**EXERCISE DESCRIPTION**
Your answer should be the exact lines of the data below from the one containing "pub fn kind(&self)" through the one containing "Y + 1.772 U'"; please include nothing else.

**SOURCE DATA**
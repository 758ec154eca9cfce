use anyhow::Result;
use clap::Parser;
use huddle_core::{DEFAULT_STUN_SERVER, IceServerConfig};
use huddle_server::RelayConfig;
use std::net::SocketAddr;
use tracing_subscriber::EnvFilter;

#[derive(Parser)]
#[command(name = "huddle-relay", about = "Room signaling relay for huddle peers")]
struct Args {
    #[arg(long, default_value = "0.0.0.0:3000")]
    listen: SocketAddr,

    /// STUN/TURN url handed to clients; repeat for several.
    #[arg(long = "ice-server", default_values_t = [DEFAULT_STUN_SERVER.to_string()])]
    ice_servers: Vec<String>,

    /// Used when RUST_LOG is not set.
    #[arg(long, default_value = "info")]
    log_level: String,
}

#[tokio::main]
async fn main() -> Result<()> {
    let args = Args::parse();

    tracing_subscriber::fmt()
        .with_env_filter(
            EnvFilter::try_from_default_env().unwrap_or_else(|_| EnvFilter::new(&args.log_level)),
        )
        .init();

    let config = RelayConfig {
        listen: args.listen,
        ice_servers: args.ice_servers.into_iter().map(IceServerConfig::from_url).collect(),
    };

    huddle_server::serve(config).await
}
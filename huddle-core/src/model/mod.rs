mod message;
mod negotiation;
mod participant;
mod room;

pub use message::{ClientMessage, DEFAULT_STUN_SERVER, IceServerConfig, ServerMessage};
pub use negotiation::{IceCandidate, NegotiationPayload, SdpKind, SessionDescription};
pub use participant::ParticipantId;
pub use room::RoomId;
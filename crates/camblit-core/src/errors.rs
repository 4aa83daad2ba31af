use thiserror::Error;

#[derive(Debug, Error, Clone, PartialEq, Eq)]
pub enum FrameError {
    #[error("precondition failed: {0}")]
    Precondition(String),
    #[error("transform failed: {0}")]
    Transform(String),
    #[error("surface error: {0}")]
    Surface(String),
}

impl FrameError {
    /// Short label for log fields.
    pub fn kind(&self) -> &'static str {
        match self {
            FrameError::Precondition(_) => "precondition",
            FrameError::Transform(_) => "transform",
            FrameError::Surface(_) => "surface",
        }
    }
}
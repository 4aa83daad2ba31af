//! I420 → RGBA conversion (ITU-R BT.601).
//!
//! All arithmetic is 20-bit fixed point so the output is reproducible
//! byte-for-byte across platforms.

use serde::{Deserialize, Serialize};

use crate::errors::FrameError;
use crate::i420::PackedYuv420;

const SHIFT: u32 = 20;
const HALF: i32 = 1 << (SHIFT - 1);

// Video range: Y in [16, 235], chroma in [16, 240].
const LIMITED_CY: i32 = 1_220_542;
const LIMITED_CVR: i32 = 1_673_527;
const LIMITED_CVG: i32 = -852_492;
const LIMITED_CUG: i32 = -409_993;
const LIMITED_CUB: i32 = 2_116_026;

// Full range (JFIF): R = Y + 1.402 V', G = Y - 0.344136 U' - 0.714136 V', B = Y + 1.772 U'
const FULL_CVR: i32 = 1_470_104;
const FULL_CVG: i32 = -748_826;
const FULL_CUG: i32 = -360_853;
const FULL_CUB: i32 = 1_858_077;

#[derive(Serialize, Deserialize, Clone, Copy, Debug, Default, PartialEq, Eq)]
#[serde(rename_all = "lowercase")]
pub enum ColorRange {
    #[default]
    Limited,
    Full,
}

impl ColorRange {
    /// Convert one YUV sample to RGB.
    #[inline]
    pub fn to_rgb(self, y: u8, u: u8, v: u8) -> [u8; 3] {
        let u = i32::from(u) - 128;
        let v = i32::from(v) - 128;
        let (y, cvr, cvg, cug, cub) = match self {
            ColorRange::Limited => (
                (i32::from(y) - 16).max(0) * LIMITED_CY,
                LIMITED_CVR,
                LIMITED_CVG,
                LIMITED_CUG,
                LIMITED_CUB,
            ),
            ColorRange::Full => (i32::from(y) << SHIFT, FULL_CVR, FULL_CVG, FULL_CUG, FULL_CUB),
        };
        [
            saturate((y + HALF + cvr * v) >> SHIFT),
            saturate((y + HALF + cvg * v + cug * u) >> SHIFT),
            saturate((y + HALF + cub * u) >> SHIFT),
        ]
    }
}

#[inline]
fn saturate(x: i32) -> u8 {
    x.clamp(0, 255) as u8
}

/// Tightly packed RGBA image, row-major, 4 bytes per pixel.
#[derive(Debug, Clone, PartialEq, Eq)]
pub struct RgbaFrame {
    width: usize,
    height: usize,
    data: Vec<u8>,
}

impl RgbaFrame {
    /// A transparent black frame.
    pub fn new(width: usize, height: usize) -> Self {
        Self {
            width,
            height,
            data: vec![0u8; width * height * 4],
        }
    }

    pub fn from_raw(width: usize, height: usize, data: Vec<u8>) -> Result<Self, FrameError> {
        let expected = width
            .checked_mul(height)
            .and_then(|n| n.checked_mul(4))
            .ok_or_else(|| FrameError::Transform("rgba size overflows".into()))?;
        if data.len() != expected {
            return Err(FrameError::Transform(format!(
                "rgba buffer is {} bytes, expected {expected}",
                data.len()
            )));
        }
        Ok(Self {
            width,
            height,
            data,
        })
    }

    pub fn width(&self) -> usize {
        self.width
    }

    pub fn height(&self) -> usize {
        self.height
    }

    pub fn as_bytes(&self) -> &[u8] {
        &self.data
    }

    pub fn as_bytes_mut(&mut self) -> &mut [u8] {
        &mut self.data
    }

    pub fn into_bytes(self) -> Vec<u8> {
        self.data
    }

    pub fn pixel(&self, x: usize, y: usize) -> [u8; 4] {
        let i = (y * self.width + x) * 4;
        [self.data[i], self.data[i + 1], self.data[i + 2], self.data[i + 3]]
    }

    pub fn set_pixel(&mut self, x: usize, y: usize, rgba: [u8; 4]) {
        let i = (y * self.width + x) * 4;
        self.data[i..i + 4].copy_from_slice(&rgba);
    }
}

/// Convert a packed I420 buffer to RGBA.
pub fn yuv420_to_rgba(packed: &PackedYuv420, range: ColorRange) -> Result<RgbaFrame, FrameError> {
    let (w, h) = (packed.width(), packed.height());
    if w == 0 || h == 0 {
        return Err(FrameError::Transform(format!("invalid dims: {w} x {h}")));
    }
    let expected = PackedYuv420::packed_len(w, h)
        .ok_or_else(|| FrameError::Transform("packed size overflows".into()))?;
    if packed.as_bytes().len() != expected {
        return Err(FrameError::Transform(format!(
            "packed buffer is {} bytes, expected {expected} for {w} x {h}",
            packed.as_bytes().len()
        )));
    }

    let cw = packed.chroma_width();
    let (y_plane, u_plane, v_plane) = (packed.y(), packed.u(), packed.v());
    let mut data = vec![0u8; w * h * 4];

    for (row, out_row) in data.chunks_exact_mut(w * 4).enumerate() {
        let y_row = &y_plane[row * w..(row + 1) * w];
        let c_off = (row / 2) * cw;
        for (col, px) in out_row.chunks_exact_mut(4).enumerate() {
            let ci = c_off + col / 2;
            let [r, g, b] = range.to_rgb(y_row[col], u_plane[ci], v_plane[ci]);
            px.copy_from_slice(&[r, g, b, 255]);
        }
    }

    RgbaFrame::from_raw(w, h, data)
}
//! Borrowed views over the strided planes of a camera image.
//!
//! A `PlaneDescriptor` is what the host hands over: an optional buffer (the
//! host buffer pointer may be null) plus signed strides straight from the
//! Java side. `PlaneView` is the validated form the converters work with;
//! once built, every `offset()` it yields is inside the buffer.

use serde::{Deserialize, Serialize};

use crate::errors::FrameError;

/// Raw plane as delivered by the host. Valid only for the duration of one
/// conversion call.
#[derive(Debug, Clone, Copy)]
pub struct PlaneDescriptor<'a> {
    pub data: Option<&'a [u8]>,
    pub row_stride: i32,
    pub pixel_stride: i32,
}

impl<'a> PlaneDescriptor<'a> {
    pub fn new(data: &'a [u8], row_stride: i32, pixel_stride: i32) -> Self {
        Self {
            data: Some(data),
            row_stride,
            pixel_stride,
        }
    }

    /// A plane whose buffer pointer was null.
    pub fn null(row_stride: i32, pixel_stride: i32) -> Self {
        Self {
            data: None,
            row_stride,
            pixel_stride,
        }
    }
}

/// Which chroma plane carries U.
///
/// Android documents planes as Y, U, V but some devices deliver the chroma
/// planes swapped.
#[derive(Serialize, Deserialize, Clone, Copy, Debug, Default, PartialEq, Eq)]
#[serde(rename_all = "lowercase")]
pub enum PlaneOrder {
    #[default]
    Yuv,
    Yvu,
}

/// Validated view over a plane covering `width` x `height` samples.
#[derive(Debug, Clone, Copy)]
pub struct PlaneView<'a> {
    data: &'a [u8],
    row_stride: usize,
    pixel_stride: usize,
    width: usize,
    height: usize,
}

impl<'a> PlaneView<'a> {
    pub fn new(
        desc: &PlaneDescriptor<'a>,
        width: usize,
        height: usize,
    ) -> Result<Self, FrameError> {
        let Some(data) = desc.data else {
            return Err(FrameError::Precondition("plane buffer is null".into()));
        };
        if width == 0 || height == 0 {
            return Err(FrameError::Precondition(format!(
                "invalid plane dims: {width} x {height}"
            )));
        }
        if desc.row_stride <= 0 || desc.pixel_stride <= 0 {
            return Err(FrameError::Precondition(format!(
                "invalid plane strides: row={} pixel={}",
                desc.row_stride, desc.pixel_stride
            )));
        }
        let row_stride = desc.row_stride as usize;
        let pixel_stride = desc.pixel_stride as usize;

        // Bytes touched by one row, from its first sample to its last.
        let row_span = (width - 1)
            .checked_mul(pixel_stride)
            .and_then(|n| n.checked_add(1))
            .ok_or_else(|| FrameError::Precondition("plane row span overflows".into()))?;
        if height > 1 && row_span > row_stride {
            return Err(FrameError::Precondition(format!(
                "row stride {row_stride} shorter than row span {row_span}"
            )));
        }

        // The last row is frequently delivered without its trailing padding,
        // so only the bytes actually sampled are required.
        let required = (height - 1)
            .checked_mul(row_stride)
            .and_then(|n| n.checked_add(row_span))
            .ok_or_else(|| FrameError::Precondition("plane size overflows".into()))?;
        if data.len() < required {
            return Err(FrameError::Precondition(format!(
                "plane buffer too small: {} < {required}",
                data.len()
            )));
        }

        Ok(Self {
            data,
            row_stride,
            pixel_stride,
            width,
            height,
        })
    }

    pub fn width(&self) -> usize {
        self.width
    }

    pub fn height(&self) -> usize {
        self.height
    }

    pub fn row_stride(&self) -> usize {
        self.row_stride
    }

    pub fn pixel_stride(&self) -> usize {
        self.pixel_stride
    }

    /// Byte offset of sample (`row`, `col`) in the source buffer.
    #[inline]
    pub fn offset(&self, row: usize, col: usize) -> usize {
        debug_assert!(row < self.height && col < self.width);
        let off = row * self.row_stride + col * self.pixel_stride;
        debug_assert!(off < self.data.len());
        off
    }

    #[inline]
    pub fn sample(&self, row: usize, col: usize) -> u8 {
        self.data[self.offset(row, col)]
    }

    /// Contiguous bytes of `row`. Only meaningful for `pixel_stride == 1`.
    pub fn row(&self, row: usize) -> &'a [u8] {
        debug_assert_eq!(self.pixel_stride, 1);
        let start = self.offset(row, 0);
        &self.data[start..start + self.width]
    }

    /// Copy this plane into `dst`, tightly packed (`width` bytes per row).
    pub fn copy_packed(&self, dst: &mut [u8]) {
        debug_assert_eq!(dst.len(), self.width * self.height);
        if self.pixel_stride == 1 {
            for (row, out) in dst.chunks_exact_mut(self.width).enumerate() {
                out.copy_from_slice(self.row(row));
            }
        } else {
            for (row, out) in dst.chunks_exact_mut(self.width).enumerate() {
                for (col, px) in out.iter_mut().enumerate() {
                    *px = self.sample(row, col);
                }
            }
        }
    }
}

**OUTPUT BELOW**
    pub fn kind(&self) -> &'static str {
        match self {
            FrameError::Precondition(_) => "precondition",
            FrameError::Transform(_) => "transform",
            FrameError::Surface(_) => "surface",
        }
    }
}
repository 4aa83daad2ba31af
//! I420 → RGBA conversion (ITU-R BT.601).
//!
//! All arithmetic is 20-bit fixed point so the output is reproducible
//! byte-for-byte across platforms.

use serde::{Deserialize, Serialize};

use crate::errors::FrameError;
use crate::i420::PackedYuv420;

const SHIFT: u32 = 20;
const HALF: i32 = 1 << (SHIFT - 1);

// Video range: Y in [16, 235], chroma in [16, 240].
const LIMITED_CY: i32 = 1_220_542;
const LIMITED_CVR: i32 = 1_673_527;
const LIMITED_CVG: i32 = -852_492;
const LIMITED_CUG: i32 = -409_993;
const LIMITED_CUB: i32 = 2_116_026;

// Full range (JFIF): R = Y + 1.402 V', G = Y - 0.344136 U' - 0.714136 V', B = Y + 1.772 U'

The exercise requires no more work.